7 Mart 2012 Çarşamba

ILGINC - Sona Hazırlanan Tedarikçi Amerikalılar

Sona Hazırlanan Tedarikçi Amerikalılar

Tedarikçi Amerikalılar kimdir?

Sabah evden çıkmak üzereyken gözüm bir TV programına takıldı. Programda tedarikçi Amerikalıların her geçen gün büyüdüğünü anlatıyorlardı.

Programda kendisini tedarikçi olarak tanıtan Amber isminde 3 çocuklu genç bir kadın vardı.  Olası bir felakete karşı nasıl hazırlanılması gerektiğini anlatıyordu. Texas'ta iyi bir semtte, büyük ve komforlu bir evde yaşayan Amber hayatından memnun görünüyordu. Görünüşe bakılırsa içinde bulunduğu rahat onun olası bir kaosa hazırlanmasını engellemiyor.

Amber gibi felakete hazırlananlara prepper deniyor. Bu kelime henüz Türkçe'ye girmemiş ve ben prepper kelimesini tedarikçi olarak adlandırdım.

Tedarikçilerin yaptığı şey en kötü ihtimale karşı hazırlık yaparak beklemek. Bu kötü ihtimal tsunami de olabilir medeniyetin sonu da!

Kısaca bir felaket ya da beklenmedik tehlike anında hayatta kalabilmek için gerekli donanımı bugünden hazırlayan insanlara tedarikçi (prepper) deniyor.

Amber yalnız değil! Onun gibi yüzbinlerce Amerikalı,  dünyanın sonuna hazırlandıklarını söylüyor. Bunları duydukça dudak büküp gülsem de, kendisini bu düşünceye adamış, gece gündüz "son" geldiğinde nasıl hayatta kalırım diye fikir üreten, hazırlanıp depolayan binlerce hırslı insana gıpta etmediğimi söyleyemem.

Tedarikçiler bir ağ oluşturmuş durumda. Bu ağ ile sürekli birbirlerini haberdar ediyorlar; örneğin konserve yapmak, mevsimlik sebze yetiştirmek, avlanmak ve meşru müdafa gibi konularda sürekli bilgi alışverişinde bulunuyorlar. Tedarikçilere destek için özel radyo konuşmaları, online satışlar, kitaplar, bloglar, web siteleri, kurslar, dersler ve konferanslar var.  Sözü edilen destek programlarına herkes katılabilir.
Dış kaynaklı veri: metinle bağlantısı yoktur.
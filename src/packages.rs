//! Package installation
//!
//! Package managers are tried in order (apt, then yum). The first one whose
//! index update and install both succeed wins; failures of the others are
//! tolerated and only logged.

use crate::ProvisionError;
use crate::runner::{CommandRunner, CommandSpec};
use tracing::{debug, info, warn};

/// One way of installing packages on the guest
pub trait PackageStrategy: Send + Sync {
    /// Name used in logs and errors
    fn name(&self) -> &'static str;

    /// Command refreshing the package index
    fn update_command(&self) -> CommandSpec;

    /// Command installing `packages`
    fn install_command(&self, packages: &[String]) -> CommandSpec;

    /// Packages needed to build the project's native dependencies
    fn build_deps(&self) -> &'static [&'static str];
}

/// Supported package managers
#[derive(Debug, Clone, Copy, PartialEq, Eq)]
pub enum PackageManager {
    Apt,
    Yum,
}

impl PackageStrategy for PackageManager {
    fn name(&self) -> &'static str {
        match self {
            Self::Apt => "apt-get",
            Self::Yum => "yum",
        }
    }

    fn update_command(&self) -> CommandSpec {
        match self {
            Self::Apt => CommandSpec::new("apt-get")
                .args(["-qqy", "update"])
                .env("DEBIAN_FRONTEND", "noninteractive"),
            Self::Yum => CommandSpec::new("yum").args(["-q", "-y", "makecache"]),
        }
    }

    fn install_command(&self, packages: &[String]) -> CommandSpec {
        match self {
            Self::Apt => CommandSpec::new("apt-get")
                .args(["install", "-qqy"])
                .args(packages.iter().cloned())
                .env("DEBIAN_FRONTEND", "noninteractive"),
            Self::Yum => CommandSpec::new("yum")
                .args(["install", "-q", "-y"])
                .args(packages.iter().cloned()),
        }
    }

    fn build_deps(&self) -> &'static [&'static str] {
        match self {
            Self::Apt => &["build-essential", "python-dev", "libffi-dev", "libssl-dev"],
            Self::Yum => &["gcc", "python-devel", "libffi-devel", "openssl-devel"],
        }
    }
}

/// Default strategy order
pub fn default_strategies() -> Vec<Box<dyn PackageStrategy>> {
    vec![Box::new(PackageManager::Apt), Box::new(PackageManager::Yum)]
}

/// Package installation request
#[derive(Debug, Clone, Default)]
pub struct PackageRequest {
    /// Packages every strategy installs
    pub packages: Vec<String>,
    /// Also install the strategy's build dependencies
    pub build_deps: bool,
    /// Proxy exported to the package manager
    pub proxy: Option<String>,
    /// Run the package manager through `sudo -E`
    pub sudo: bool,
}

impl PackageRequest {
    /// Full package list for a strategy
    fn packages_for(&self, strategy: &dyn PackageStrategy) -> Vec<String> {
        let mut packages = self.packages.clone();
        if self.build_deps {
            for dep in strategy.build_deps() {
                if !packages.iter().any(|p| p == dep) {
                    packages.push(dep.to_string());
                }
            }
        }
        packages
    }

    /// Apply proxy and privilege settings to a strategy command
    fn prepare(&self, mut cmd: CommandSpec) -> CommandSpec {
        if let Some(proxy) = &self.proxy {
            cmd = cmd
                .env("http_proxy", proxy.as_str())
                .env("https_proxy", proxy.as_str());
        }
        if self.sudo {
            let mut args = vec!["-E".to_string(), cmd.program];
            args.append(&mut cmd.args);
            cmd.program = "sudo".to_string();
            cmd.args = args;
        }
        cmd
    }
}

/// Update the index and install packages with the first working strategy
///
/// Returns the name of the strategy that succeeded.
pub async fn install_with_fallback(
    runner: &dyn CommandRunner,
    strategies: &[Box<dyn PackageStrategy>],
    request: &PackageRequest,
) -> Result<&'static str, ProvisionError> {
    let mut attempts = Vec::new();

    for strategy in strategies {
        match try_strategy(runner, strategy.as_ref(), request).await {
            Ok(()) => {
                info!("Installed packages using {}", strategy.name());
                return Ok(strategy.name());
            }
            Err(e) => {
                warn!("{} unavailable or failed: {}", strategy.name(), e);
                attempts.push(format!("{}: {}", strategy.name(), e));
            }
        }
    }

    Err(ProvisionError::NoPackageManager { attempts })
}

async fn try_strategy(
    runner: &dyn CommandRunner,
    strategy: &dyn PackageStrategy,
    request: &PackageRequest,
) -> Result<(), ProvisionError> {
    debug!("Updating package index using {}", strategy.name());
    runner
        .run_checked(&request.prepare(strategy.update_command()))
        .await?;

    let packages = request.packages_for(strategy);
    if packages.is_empty() {
        return Ok(());
    }

    debug!("Packages: {:?}", packages);
    runner
        .run_checked(&request.prepare(strategy.install_command(&packages)))
        .await?;
    Ok(())
}
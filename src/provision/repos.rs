//! Repository checkouts and devstack invocation

use crate::ProvisionError;
use crate::runner::{CommandRunner, CommandSpec};
use std::path::Path;
use tokio::fs;
use tracing::{debug, info};

/// Clone `url` into `dir` unless `dir` already exists; returns whether it cloned
pub async fn clone_if_absent(
    runner: &dyn CommandRunner,
    url: &str,
    dir: &Path,
) -> Result<bool, ProvisionError> {
    if fs::try_exists(dir).await? {
        debug!("{} already present, not cloning", dir.display());
        return Ok(false);
    }

    info!("Cloning {} into {}", url, dir.display());
    let cmd = CommandSpec::new("git")
        .arg("clone")
        .arg(url)
        .arg(dir.to_string_lossy());
    runner
        .run_checked(&cmd)
        .await
        .map_err(|e| ProvisionError::step("clone", e.to_string()))?;
    Ok(true)
}

/// Run devstack's stack.sh from its checkout
pub async fn run_stack(runner: &dyn CommandRunner, devstack_dir: &Path) -> Result<(), ProvisionError> {
    if !fs::try_exists(devstack_dir.join("stack.sh")).await? {
        return Err(ProvisionError::step(
            "stack",
            format!("no stack.sh in {}", devstack_dir.display()),
        ));
    }

    info!("Running stack.sh in {}", devstack_dir.display());
    let cmd = CommandSpec::new("./stack.sh").current_dir(devstack_dir);
    runner
        .run_checked(&cmd)
        .await
        .map_err(|e| ProvisionError::step("stack", e.to_string()))?;
    Ok(())
}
Tedarikçiler bahçelerine kuyu kazıp su çıkarmasını, bahçelerinin her karışından ürün elde edebilmeyi, elektrik ve gaz bulunmadığı zamanlarda yemek pişirebilmeyi, avlanmayı ve ısınmayı öğrenyorlar. Tek amaçları bir felaket sırasında hayatta kalabilmek ve bunun için şimdiden bilgi, yiyecek ve malzeme stoklamak.

Amber de diğerleri gibi bir tedarikçi. Her ne kadar Texas'ta lüks bir yaşam sürse de ekip biçmeyi öğrenmiş, kuru ve bozulmayacak yiyecekler depolamaya başlamış. Felaket anında ilaç bulunamazsa bitkilerden medet ummayı planlıyor ve bitiki şifası kurslarına katılıyor.

 

Amber hem kendisi hem de ailesi için bu hazırlıkların gerekli olduğunu, doğal veya insan yapması felaketlere karşı hazırlanmanın şart olduğunu düşünüyor.

Tedarikçiler büyük boyutta bir felaket sırasında herhangi bir marketin 3 saatte tamamen yağmalanacağını, bu marketi yiyecek ve içecekle tekrar doldurmak için gereken zamanınsa 3 haftadan uzun olacağını düşünüyorlar.

11 Eylülden sonra Amerikalılar terorist saldırılara karşı alarmda yaşamayı öğrendiler. Bu paranoyanın üzerine bir de küresel kriz oturdu. Amerikalılar, işsizler ordusuna her evden birer ikişer kurban vermeyi de kanıksadılar. Bütün bunlar Amerikalılara "hiç birşeyin garanti olmadığını, şimdiye kadar yaşanan rahatın yavaş yavaş sonlanmakta olduğunu" suratta patlayan tokat misali belletti. Sonuçta tedarikçi Amerikalılar türedi ve bunlar dünyanın sona doğru hızla ilerlediğine bütün varlıklarıyla inanıyorlar.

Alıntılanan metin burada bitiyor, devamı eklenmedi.